# [YOUR OBJECTIVE]
Copy every line from the data below in which the string "accepts" can be found.

# [PROVIDED DATA]
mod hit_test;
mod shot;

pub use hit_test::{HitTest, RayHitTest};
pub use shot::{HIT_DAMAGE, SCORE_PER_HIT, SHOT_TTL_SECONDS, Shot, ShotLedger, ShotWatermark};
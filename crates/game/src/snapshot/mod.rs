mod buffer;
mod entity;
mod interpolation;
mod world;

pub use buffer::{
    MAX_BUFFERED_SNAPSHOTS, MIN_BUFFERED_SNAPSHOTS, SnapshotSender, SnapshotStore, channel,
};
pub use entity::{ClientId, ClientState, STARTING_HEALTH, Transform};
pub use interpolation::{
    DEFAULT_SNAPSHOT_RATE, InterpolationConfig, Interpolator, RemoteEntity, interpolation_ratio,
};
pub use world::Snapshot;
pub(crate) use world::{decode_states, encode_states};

* * *

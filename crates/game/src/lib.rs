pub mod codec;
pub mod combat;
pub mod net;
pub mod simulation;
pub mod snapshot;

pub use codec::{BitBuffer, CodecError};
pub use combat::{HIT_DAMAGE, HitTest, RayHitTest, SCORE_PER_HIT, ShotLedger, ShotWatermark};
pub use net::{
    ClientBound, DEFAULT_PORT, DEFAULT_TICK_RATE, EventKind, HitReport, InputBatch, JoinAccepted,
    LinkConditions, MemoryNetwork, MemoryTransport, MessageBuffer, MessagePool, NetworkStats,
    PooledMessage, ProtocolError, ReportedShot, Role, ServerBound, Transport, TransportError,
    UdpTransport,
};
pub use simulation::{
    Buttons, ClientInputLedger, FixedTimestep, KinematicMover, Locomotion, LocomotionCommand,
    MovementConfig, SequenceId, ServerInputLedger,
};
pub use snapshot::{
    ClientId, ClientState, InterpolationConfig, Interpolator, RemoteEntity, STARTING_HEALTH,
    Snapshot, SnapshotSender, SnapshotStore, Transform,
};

==

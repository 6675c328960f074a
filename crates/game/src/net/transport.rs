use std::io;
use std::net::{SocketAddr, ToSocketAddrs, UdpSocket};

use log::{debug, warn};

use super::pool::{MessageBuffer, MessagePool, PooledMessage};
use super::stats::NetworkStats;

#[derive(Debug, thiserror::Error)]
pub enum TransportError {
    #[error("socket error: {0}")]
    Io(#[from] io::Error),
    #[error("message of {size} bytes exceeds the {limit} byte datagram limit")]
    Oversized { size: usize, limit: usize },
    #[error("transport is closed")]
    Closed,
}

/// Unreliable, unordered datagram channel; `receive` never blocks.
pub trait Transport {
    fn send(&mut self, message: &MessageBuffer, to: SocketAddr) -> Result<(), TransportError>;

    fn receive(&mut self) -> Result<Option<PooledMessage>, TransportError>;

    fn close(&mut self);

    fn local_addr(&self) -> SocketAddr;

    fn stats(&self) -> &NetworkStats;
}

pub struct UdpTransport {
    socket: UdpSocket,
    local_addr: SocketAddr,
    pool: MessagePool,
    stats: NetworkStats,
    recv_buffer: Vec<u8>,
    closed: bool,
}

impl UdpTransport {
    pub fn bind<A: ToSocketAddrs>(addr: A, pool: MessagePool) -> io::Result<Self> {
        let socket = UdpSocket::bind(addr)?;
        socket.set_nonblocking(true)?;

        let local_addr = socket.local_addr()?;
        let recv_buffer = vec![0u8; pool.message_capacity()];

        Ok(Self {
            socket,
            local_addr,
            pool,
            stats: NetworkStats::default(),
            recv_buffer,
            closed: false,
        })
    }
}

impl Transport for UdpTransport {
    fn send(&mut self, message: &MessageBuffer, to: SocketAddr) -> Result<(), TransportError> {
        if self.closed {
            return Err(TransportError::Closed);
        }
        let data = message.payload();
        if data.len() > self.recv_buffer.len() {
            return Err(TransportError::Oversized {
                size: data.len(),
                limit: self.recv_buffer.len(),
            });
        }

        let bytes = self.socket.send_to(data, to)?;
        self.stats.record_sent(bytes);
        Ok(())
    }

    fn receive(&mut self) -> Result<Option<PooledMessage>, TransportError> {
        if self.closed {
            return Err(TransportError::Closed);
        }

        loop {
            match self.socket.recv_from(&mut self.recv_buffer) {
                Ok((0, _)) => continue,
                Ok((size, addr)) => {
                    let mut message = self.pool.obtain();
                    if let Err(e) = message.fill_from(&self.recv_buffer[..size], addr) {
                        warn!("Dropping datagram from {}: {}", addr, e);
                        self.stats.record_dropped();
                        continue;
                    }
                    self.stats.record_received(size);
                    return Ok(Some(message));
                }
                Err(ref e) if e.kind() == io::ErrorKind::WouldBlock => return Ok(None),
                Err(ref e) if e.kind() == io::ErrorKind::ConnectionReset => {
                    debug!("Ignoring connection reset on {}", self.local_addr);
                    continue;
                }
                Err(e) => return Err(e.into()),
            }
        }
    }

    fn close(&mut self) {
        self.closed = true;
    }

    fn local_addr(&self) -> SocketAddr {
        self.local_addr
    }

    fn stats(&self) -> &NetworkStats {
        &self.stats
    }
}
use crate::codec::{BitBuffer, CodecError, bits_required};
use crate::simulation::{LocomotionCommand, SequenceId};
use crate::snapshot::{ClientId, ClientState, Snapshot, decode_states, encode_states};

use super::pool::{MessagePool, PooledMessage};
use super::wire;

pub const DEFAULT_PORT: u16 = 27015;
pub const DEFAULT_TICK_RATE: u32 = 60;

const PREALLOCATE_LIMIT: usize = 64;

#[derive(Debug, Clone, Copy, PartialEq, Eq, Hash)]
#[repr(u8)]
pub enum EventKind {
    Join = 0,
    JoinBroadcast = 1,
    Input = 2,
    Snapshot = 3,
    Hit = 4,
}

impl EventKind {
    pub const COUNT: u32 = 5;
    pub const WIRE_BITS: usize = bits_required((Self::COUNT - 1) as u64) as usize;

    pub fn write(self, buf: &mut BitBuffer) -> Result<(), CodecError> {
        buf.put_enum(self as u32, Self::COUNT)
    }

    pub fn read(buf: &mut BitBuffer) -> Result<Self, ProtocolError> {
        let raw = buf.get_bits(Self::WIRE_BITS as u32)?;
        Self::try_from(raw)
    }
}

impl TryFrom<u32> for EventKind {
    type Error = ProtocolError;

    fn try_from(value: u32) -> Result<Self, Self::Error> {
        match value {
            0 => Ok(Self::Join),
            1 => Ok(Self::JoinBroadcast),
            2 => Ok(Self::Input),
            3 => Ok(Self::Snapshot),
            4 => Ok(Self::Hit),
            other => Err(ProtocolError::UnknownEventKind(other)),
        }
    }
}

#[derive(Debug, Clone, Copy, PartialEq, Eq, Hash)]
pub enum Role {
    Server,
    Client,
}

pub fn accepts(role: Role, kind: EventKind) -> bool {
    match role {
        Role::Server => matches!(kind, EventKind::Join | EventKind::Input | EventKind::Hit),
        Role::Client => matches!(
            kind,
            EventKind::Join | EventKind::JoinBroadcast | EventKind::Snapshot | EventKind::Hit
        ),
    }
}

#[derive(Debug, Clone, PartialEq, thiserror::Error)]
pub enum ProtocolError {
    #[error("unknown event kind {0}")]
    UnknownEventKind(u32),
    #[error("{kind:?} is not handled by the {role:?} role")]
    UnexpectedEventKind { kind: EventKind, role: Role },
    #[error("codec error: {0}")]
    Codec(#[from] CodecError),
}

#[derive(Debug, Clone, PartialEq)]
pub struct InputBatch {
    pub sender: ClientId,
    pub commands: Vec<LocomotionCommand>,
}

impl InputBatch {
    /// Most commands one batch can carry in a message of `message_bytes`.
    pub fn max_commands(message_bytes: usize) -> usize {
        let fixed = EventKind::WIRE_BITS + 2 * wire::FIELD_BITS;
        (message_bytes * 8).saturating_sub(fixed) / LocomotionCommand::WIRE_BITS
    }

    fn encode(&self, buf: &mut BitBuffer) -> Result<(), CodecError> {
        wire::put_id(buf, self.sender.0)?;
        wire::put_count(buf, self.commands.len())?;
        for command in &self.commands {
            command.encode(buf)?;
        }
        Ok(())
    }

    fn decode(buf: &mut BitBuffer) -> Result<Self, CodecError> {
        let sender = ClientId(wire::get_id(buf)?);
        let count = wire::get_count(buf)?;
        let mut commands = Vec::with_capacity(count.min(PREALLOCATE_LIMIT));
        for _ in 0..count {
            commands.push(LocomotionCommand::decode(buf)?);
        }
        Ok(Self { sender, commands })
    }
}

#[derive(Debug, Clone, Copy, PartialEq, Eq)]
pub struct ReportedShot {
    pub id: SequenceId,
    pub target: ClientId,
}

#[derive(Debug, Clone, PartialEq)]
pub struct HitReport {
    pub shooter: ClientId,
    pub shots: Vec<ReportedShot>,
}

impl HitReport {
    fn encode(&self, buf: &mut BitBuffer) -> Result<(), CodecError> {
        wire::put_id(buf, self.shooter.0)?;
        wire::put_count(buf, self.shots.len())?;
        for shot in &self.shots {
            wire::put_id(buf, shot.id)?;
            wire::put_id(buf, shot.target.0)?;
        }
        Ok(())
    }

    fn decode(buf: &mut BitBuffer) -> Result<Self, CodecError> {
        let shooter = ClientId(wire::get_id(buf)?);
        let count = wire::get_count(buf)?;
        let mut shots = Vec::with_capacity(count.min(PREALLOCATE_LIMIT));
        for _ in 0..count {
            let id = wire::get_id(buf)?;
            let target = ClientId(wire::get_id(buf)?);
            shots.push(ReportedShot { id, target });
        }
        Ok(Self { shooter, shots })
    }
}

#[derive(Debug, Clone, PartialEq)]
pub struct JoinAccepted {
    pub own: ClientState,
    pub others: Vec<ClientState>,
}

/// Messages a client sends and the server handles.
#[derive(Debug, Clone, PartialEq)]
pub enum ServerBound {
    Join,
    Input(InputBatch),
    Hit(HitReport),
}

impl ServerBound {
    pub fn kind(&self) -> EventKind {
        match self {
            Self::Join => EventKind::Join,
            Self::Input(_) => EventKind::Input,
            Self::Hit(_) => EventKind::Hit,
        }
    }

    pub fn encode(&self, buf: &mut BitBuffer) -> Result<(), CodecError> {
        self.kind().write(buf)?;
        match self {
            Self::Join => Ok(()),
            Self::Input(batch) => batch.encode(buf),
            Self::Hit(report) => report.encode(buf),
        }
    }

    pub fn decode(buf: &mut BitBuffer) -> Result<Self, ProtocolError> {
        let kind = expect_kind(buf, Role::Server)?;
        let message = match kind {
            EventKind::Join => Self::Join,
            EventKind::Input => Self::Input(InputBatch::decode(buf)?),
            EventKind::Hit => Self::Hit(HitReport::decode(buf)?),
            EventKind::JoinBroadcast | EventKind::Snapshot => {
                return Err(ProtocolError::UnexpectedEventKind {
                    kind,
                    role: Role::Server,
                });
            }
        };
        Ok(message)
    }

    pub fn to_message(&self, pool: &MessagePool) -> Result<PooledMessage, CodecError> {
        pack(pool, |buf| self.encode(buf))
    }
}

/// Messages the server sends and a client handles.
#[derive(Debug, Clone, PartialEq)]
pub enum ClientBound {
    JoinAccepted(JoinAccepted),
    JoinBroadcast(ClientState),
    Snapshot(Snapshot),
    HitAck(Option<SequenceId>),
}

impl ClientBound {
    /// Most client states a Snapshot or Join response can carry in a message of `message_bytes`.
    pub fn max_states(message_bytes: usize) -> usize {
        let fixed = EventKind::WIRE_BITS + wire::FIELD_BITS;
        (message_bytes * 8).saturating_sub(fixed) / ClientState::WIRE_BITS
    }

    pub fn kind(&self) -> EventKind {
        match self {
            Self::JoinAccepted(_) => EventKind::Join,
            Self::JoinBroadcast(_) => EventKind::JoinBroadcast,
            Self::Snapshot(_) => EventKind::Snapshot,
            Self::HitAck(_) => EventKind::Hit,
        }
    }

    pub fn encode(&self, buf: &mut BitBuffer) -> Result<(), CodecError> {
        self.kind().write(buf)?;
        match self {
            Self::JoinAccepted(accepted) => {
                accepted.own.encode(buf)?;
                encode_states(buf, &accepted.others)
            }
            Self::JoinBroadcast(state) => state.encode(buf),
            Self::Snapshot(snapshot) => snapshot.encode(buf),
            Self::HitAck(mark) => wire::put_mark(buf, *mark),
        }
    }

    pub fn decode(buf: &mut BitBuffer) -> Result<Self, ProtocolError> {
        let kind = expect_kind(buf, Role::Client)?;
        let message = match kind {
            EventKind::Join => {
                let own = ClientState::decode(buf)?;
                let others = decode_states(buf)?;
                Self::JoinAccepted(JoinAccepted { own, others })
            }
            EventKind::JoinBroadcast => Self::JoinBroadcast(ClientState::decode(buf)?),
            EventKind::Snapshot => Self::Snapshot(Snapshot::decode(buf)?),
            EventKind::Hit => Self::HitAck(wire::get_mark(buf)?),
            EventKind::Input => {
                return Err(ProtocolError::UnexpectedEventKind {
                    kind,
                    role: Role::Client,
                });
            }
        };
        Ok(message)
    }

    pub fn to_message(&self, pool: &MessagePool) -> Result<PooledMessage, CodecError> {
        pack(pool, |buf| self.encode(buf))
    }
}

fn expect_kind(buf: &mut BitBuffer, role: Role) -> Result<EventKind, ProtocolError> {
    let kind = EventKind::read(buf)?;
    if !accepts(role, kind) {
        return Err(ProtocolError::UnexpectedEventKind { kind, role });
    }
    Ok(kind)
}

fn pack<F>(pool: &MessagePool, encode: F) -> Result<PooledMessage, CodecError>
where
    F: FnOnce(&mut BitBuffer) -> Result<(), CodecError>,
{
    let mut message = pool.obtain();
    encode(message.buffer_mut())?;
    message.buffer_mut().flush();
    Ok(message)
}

# [COMPLETED EXERCISE]
pub fn accepts(role: Role, kind: EventKind) -> bool {
    if !accepts(role, kind) {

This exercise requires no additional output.